Parlona Blog
NVIDIA Nemotron 3.5 ASR: A 600M Streaming Speech Model
May 30, 2026
NVIDIA Nemotron 3.5 ASR: Why a 600M Streaming Speech Model Matters for the Next Wave of Voice Agents
Voice agents are only as good as their first second.
Before the LLM can reason, before a workflow can be triggered, before a calendar can be booked or a support ticket can be created, the system must solve a deceptively hard problem: turn messy, multilingual, real-time human speech into clean text fast enough that the conversation still feels natural.
That is why NVIDIA’s release of Nemotron 3.5 ASR is interesting.
On paper, it is “just” a 600M-parameter multilingual automatic speech recognition model. In practice, it is a sign of where voice AI infrastructure is moving: away from slow, buffered, single-language transcription pipelines and toward streaming, multilingual, low-latency ASR designed specifically for voice agents.
Nemotron 3.5 ASR supports 40 language-locales from a single checkpoint, includes punctuation and capitalization, supports automatic language detection, and is designed around a cache-aware FastConformer-RNNT architecture that avoids re-processing the same audio again and again.
For teams building AI receptionists, call-center copilots, multilingual support bots, meeting assistants, sales qualification agents, or embedded voice interfaces, this is the part that matters: Nemotron 3.5 ASR is not only about accuracy. It is about the full production equation:
latency + throughput + multilingual coverage + deployability + cost per stream.
The old ASR problem: voice agents hate waiting
A human conversation has an unforgiving latency budget.
A typical voice-agent loop looks like this:
User speaks ↓ ASR transcribes speech to text ↓ LLM understands intent and generates response ↓ Business logic / tools are called ↓ TTS turns response into speech ↓ User hears the answer
If ASR takes too long, the whole system feels broken. Even if the LLM is brilliant and the TTS voice is natural, the agent starts to feel like a walkie-talkie instead of a conversation.
For example, imagine a website voice agent:
User: Hi, I want to book a repair appointment for tomorrow morning.
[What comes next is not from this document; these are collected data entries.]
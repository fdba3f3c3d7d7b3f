//! Error taxonomy for the co-simulation bridge.

use thiserror::Error;

use crate::NodeSignal;

/// Errors parsing the node configuration source.
///
/// Any of these fails startup: the node is never created.
#[derive(Debug, Error)]
pub enum ConfigError {
    /// I/O error reading the configuration file.
    #[error("I/O error reading configuration: {0}")]
    Io(#[from] std::io::Error),

    /// The transport line (first line) is missing or empty.
    #[error("missing transport line in configuration")]
    MissingTransportLine,

    /// The node line (second line) is missing or empty.
    #[error("missing node name line in configuration")]
    MissingNodeLine,

    /// The transport selector is not one this bridge supports.
    #[error("unsupported transport {0:?} (only \"mqtt\" is supported)")]
    UnsupportedTransport(String),

    /// The node name fails the validity predicate.
    #[error("invalid node name {0:?}")]
    InvalidNodeName(String),

    /// The `timeout` option value is not a parseable integer.
    #[error("invalid timeout value {0:?}")]
    InvalidTimeout(String),
}

/// Errors starting a co-simulation session.
#[derive(Debug, Error)]
pub enum StartupError {
    /// The configuration could not be parsed.
    #[error(transparent)]
    Config(#[from] ConfigError),

    /// The node's transport port could not be opened or its value ports
    /// could not be registered.
    #[error("transport setup failed: {0}")]
    Transport(String),

    /// The node lifecycle thread could not be spawned.
    #[error("failed to spawn node thread: {0}")]
    Spawn(std::io::Error),
}

/// Errors surfaced by the exchange gateway for one engine step.
///
/// All of these are recovered at the phase boundary and returned to the
/// engine; none aborts the process. Normal and abnormal node termination
/// are not errors (they are step outcomes, see the session API).
#[derive(Debug, Error, Clone, PartialEq, Eq)]
pub enum ExchangeError {
    /// No node session exists (never started, or already stopped).
    #[error("no co-simulation node is running")]
    NoNode,

    /// A mailbox wait expired without the expected signal.
    #[error("timed out waiting for the co-simulation node")]
    Timeout,

    /// A signal other than the one the phase expects was observed.
    #[error("unexpected signal {} at a handshake wait point", .0.name())]
    UnexpectedSignal(NodeSignal),

    /// The node produced more input values than the engine can consume.
    /// The step is aborted without acknowledging the node.
    #[error("input count {count} exceeds the maximum of {max} values")]
    CapacityExceeded {
        /// Number of values on the input port.
        count: usize,
        /// Fixed maximum the engine side can consume.
        max: usize,
    },
}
A good voice agent should start acting almost immediately:
{ "intent": "book_appointment", "date": "tomorrow", "time_preference": "morning", "service": "repair" }
But in many real systems, ASR is still built around buffered chunks. The model receives a slice of audio, transcribes it, then receives an overlapping slice, re-processes much of the same audio, and repeats. This improves context, but it wastes compute and adds delay.
That is acceptable for offline transcription.
It is painful for real-time agents.
What NVIDIA released
Nemotron 3.5 ASR is a 600M-parameter multilingual streaming ASR model released by NVIDIA for real-time speech-to-text workloads.
The headline features are:
| Feature | Why it matters |
|---|---|
| 600M parameters | Small enough to be practical for production streaming workloads, large enough to handle multilingual ASR with strong quality. |
| 40 language-locales | One model can serve global voice traffic instead of maintaining separate ASR models per language. |
| Streaming inference | The model is designed for real-time transcription, not only offline batch processing. |
| Cache-aware architecture | It reuses previous internal states instead of recomputing overlapping audio windows. |
| Configurable chunk sizes | Developers can choose latency/accuracy trade-offs at runtime. |
| Punctuation and capitalization | Output is closer to what an LLM or workflow engine actually wants. |
| Automatic language detection | Useful for multilingual calls and code-switching scenarios. |
| Open weights / commercial use | Teams can inspect, fine-tune, and deploy without being locked into a single hosted API. |
The supported language-locales are split into three practical tiers.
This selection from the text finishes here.